What needs to be done: Determine how many lines in the records that follow hold the string "SendOutcome". Only that number should be returned.

--- Extracted material ---

impl Driver {
    async fn run(mut self, mut commands: mpsc::UnboundedReceiver<Command>) {
        loop {
            tokio::select! {
                command = commands.recv() => match command {
                    Some(Command::Close) | None => {
                        self.teardown().await;
                        self.transport.close().await;
                        break;
                    }
                    Some(command) => self.handle_command(command).await,
                },
                event = next_event(&mut self.mailbox) => match event {
                    Some(event) => self.handle_event(event),
                    None => {
                        debug!("Subscription mailbox closed");
                        self.mailbox = None;
                    }
                },
                Some(joined) = self.tasks.join_next(), if !self.tasks.is_empty() => match joined {
                    Ok(output) => self.handle_output(output).await,
                    Err(err) if err.is_cancelled() => {}
                    Err(err) => warn!(error = %err, "Chat request task failed"),
                },
                changed = self.status.changed(), if self.status_open => match changed {
                    Ok(()) => self.handle_status(),
                    Err(_) => self.status_open = false,
                },
            }

            if let Some(err) = self.expired.take() {
                warn!(error = %err, "Credentials expired, tearing down chat session");
                self.teardown().await;
                self.transport.close().await;
                self.emit(Notice::Error(UserNotice::from(&err)));
                self.emit(Notice::SessionExpired);
                break;
            }
        }
        debug!("Chat driver stopped");
    }

    fn emit(&self, notice: Notice) {
        // 接收端已丢弃时通知无人消费
        let _ = self.notices.send(notice);
    }

    fn emit_messages(&self) {
        self.metrics
            .pending_messages
            .set(self.session.store().pending_count() as i64);
        self.emit(Notice::MessagesChanged(self.session.store().list().to_vec()));
    }

    fn emit_phase(&self) {
        self.emit(Notice::PhaseChanged(self.session.phase().clone()));
    }

    /// 非致命错误提示一次；致命错误交给循环拆除会话
    fn report(&mut self, err: ChatError) {
        if err.is_fatal() {
            self.expired = Some(err);
            return;
        }
        warn!(error = %err, "Chat operation failed");
        self.emit(Notice::Error(UserNotice::from(&err)));
    }

    async fn handle_command(&mut self, command: Command) {
        match command {
            Command::Select(conversation_id) => self.select(conversation_id).await,
            Command::Send(text) => self.send(&text),
            Command::Reload => self.resync(),
            Command::StartConversation {
                seller_id,
                product_id,
            } => {
                let api = self.api.clone();
                self.tasks.spawn(async move {
                    TaskOutput::Started(
                        api.start_conversation(StartConversation {
                            seller_id,
                            product_id,
                        })
                        .await,
                    )
                });
            }
            Command::RefreshConversations => self.refresh_conversations(),
            Command::UnreadCount => {
                let api = self.api.clone();
                self.tasks
                    .spawn(async move { TaskOutput::Unread(api.unread_count().await) });
            }
            Command::Snapshot(reply) => {
                let snapshot = SessionSnapshot {
                    phase: self.session.phase().clone(),
                    messages: self.session.store().list().to_vec(),
                    conversations: self.inbox.list().to_vec(),
                    connection: self.status.borrow().clone(),
                };
                let _ = reply.send(snapshot);
            }
            Command::Close => {}
        }
    }

    fn refresh_conversations(&mut self) {
        let api = self.api.clone();
        self.tasks
            .spawn(async move { TaskOutput::Conversations(api.list_conversations().await) });
    }

    async fn select(&mut self, conversation_id: ConversationId) {
        let Some(plan) = self.session.select_conversation(conversation_id) else {
            debug!(conversation_id = %conversation_id, "Conversation already open");
            return;
        };
        if let Some(topic) = plan.leave {
            self.detach(&topic).await;
        }
        self.emit_phase();
        self.emit_messages();

        let api = self.api.clone();
        let ticket = plan.ticket;
        self.tasks.spawn(async move {
            let started = Instant::now();
            let result = api.list_messages(ticket.conversation_id, None).await;
            TaskOutput::History {
                ticket,
                elapsed: started.elapsed(),
                result,
            }
        });
    }

    fn send(&mut self, text: &str) {
        let Some(pending) = self.session.begin_send(text) else {
            debug!("Ignoring blank message or send without an open conversation");
            return;
        };
        self.emit_messages();

        let api = self.api.clone();
        self.tasks.spawn(async move {
            let result = api
                .create_message(NewMessage {
                    conversation: pending.conversation_id,
                    content: pending.content.clone(),
                })
                .await;
            TaskOutput::Sent { pending, result }
        });
    }

    fn resync(&mut self) {
        let Some(ticket) = self.session.begin_resync() else {
            return;
        };
        let api = self.api.clone();
        self.tasks.spawn(async move {
            let result = api.list_messages(ticket.conversation_id, None).await;
            TaskOutput::Resync { ticket, result }
        });
    }

    /// 注册信箱，订阅在后台完成
    fn attach(&mut self, ticket: HistoryTicket, topic: String) {
        let (tx, rx) = mpsc::channel(self.mailbox_capacity);
        self.transport.on_event(&topic, NEW_MESSAGE_EVENT, tx);
        self.mailbox = Some(rx);

        let transport = self.transport.clone();
        self.tasks.spawn(async move {
            let result = transport.subscribe(&topic).await;
            TaskOutput::Subscribed {
                ticket,
                topic,
                result,
            }
        });
    }

    async fn subscribed(
        &mut self,
        ticket: HistoryTicket,
        topic: String,
        result: ChatResult<Subscription>,
    ) {
        if !self.session.is_attached(ticket) {
            debug!(topic = %topic, "Discarding subscription result for a closed conversation");
            // 订阅晚于取消订阅完成时，服务端仍保留该频道
            if result.is_ok() && self.session.subscribed_topic() != Some(topic.as_str()) {
                if let Err(err) = self.transport.unsubscribe(&topic).await {
                    warn!(topic = %topic, error = %err, "Unsubscribe failed");
                }
            }
            return;
        }

        match result {
            Ok(subscription) => {
                info!(topic = %topic, channel = %subscription.channel, "Conversation subscribed");
            }
            Err(err @ ChatError::Authorization { .. }) if !err.is_fatal() => {
                self.transport.off_event(&topic, NEW_MESSAGE_EVENT);
                self.mailbox = None;
                self.session.abandon();
                self.emit_phase();
                self.emit_messages();
                self.report(err);
            }
            // 传输层保留该主题，重连后自动恢复
            Err(err) => self.report(err),
        }
    }

    /// 移除处理器并取消订阅
    async fn detach(&mut self, topic: &str) {
        self.transport.off_event(topic, NEW_MESSAGE_EVENT);
        self.mailbox = None;
        if let Err(err) = self.transport.unsubscribe(topic).await {
            warn!(topic = %topic, error = %err, "Unsubscribe failed");
        }
    }

    async fn teardown(&mut self) {
        self.tasks.abort_all();
        if let Some(topic) = self.session.close() {
            self.detach(&topic).await;
        }
        self.emit_phase();
    }

    fn handle_event(&mut self, event: TransportEvent) {
        match self.session.handle_inbound(&event) {
            Ok(outcome) => {
                self.metrics.record_inbound(outcome.label());
                match outcome {
                    InboundOutcome::Appended(message)
                    | InboundOutcome::Reconciled { message, .. } => {
                        self.emit_messages();
                        if self.inbox.record_message(&message) {
                            self.emit(Notice::Conversations(self.inbox.list().to_vec()));
                        }
                    }
                    InboundOutcome::Duplicate | InboundOutcome::Ignored => {}
                }
            }
            Err(err) => {
                self.metrics.record_inbound("malformed");
                warn!(topic = %event.topic, error = %err, "Dropping malformed realtime event");
            }
        }
    }

    fn handle_status(&mut self) {
        let status = self.status.borrow_and_update().clone();
        debug!(status = %status, "Realtime connection status changed");
        match &status {
            ConnectionStatus::Connected { .. } if self.interrupted => {
                self.interrupted = false;
                info!("Realtime connection restored, resyncing active conversation");
                self.resync();
            }
            ConnectionStatus::Connected { .. } | ConnectionStatus::Connecting => {}
            ConnectionStatus::Disconnected
            | ConnectionStatus::Reconnecting { .. }
            | ConnectionStatus::Closed => self.interrupted = true,
            ConnectionStatus::Expired => {
                self.expired = Some(ChatError::session_expired(
                    "realtime connection rejected after token refresh",
                ));
            }
        }
        self.emit(Notice::Connection(status));
    }

    async fn handle_output(&mut self, output: TaskOutput) {
        match output {
            TaskOutput::History {
                ticket,
                elapsed,
                result,
            } => {
                self.metrics
                    .history_fetch_duration_seconds
                    .observe(elapsed.as_secs_f64());
                match self.session.history_loaded(ticket, result) {
                    HistoryOutcome::Stale => {
                        self.metrics.stale_responses_total.inc();
                        debug!(conversation_id = %ticket.conversation_id, "Discarding stale history response");
                    }
                    HistoryOutcome::Ready { subscribe, error } => {
                        if let Some(err) = error {
                            self.report(err);
                            if self.expired.is_some() {
                                return;
                            }
                        }
                        self.attach(ticket, subscribe);
                        self.emit_messages();
                        self.emit_phase();
                        self.mark_read(ticket.conversation_id);
                    }
                }
            }
            TaskOutput::Resync { ticket, result } => {
                match self.session.resync_loaded(ticket, result) {
                    Ok(ResyncOutcome::Stale) => self.metrics.stale_responses_total.inc(),
                    Ok(ResyncOutcome::Merged(0)) => {}
                    Ok(ResyncOutcome::Merged(count)) => {
                        debug!(conversation_id = %ticket.conversation_id, count, "Merged messages after resync");
                        self.emit_messages();
                    }
                    Err(err) => self.report(err),
                }
            }
            TaskOutput::Subscribed {
                ticket,
                topic,
                result,
            } => self.subscribed(ticket, topic, result).await,
            TaskOutput::Sent { pending, result } => {
                let confirmed = result.as_ref().ok().cloned();
                match self.session.send_completed(&pending, result) {
                    Ok(SendOutcome::Discarded) => {
                        self.metrics.messages_sent_total.inc();
                        self.metrics.stale_responses_total.inc();
                    }
                    Ok(outcome) => {
                        self.metrics.messages_sent_total.inc();
                        debug!(local_id = %pending.local_id, ?outcome, "Message confirmed");
                        if outcome != SendOutcome::AlreadyConfirmed {
                            self.emit_messages();
                        }
                        if let Some(message) = confirmed {
                            if self.inbox.record_message(&message) {
                                self.emit(Notice::Conversations(self.inbox.list().to_vec()));
                            }
                        }
                    }
                    Err(err) => {
                        self.metrics.send_failures_total.inc();
                        self.emit_messages();
                        self.report(err);
                    }
                }
            }
            TaskOutput::Conversations(result) => match result {
                Ok(conversations) => {
                    self.inbox.replace_all(conversations);
                    self.emit(Notice::Conversations(self.inbox.list().to_vec()));
                }
                Err(err) => self.report(err),
            },
            TaskOutput::Started(result) => match result {
                Ok(conversation) => {
                    let conversation_id = conversation.id;
                    info!(conversation_id = %conversation_id, "Conversation started");
                    self.inbox.upsert(conversation);
                    self.emit(Notice::Conversations(self.inbox.list().to_vec()));
                    self.select(conversation_id).await;
                }
                Err(ChatError::DuplicateConversation { existing_id }) => {
                    info!(conversation_id = %existing_id, "Conversation exists, redirecting");
                    self.emit(Notice::ConversationRedirected { existing_id });
                    if self.inbox.get(existing_id).is_none() {
                        self.refresh_conversations();
                    }
                    self.select(existing_id).await;
                }
                Err(err) => self.report(err),
            },
            TaskOutput::MarkedRead {
                conversation_id,
                result,
            } => match result {
                Ok(()) => {
                    if self.inbox.mark_read(conversation_id) {
                        self.emit(Notice::Conversations(self.inbox.list().to_vec()));
                    }
                }
                Err(err) if err.is_fatal() => self.report(err),
                Err(err) => {
                    debug!(conversation_id = %conversation_id, error = %err, "Mark as read failed");
                }
            },
            TaskOutput::Unread(result) => match result {
                Ok(count) => self.emit(Notice::UnreadCount(count)),
                Err(err) => self.report(err),
            },
        }
    }

    fn mark_read(&mut self, conversation_id: ConversationId) {
        let api = self.api.clone();
        self.tasks.spawn(async move {
            TaskOutput::MarkedRead {
                conversation_id,
                result: api.mark_read(conversation_id).await,
            }
        });
    }
}
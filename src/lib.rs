//! Unimarket 聊天实时投递核心
//!
//! 负责打开会话、恰好一次地收发消息、乐观发送与服务端确认的对账，以及断线后的恢复。

pub mod api;
pub mod auth;
pub mod config;
pub mod error;
pub mod logging;
pub mod metrics;
pub mod model;
pub mod session;
pub mod store;
pub mod transport;

pub use api::{ChatApi, HttpChatApi};
pub use auth::{CredentialProvider, RefreshingCredentials, StaticCredentials};
pub use config::{ChatClientConfig, app_config, load_config, load_config_with_validation};
pub use error::{ChatError, ChatResult, NoticeSeverity, UserNotice};
pub use session::{ChatClient, ClientOptions, ConversationSession, Notice, SessionPhase};
pub use store::{DeliveryState, MessageRecord, MessageStore};
pub use transport::{ChannelSocketTransport, InMemoryTransport, Transport};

---

Output below: 2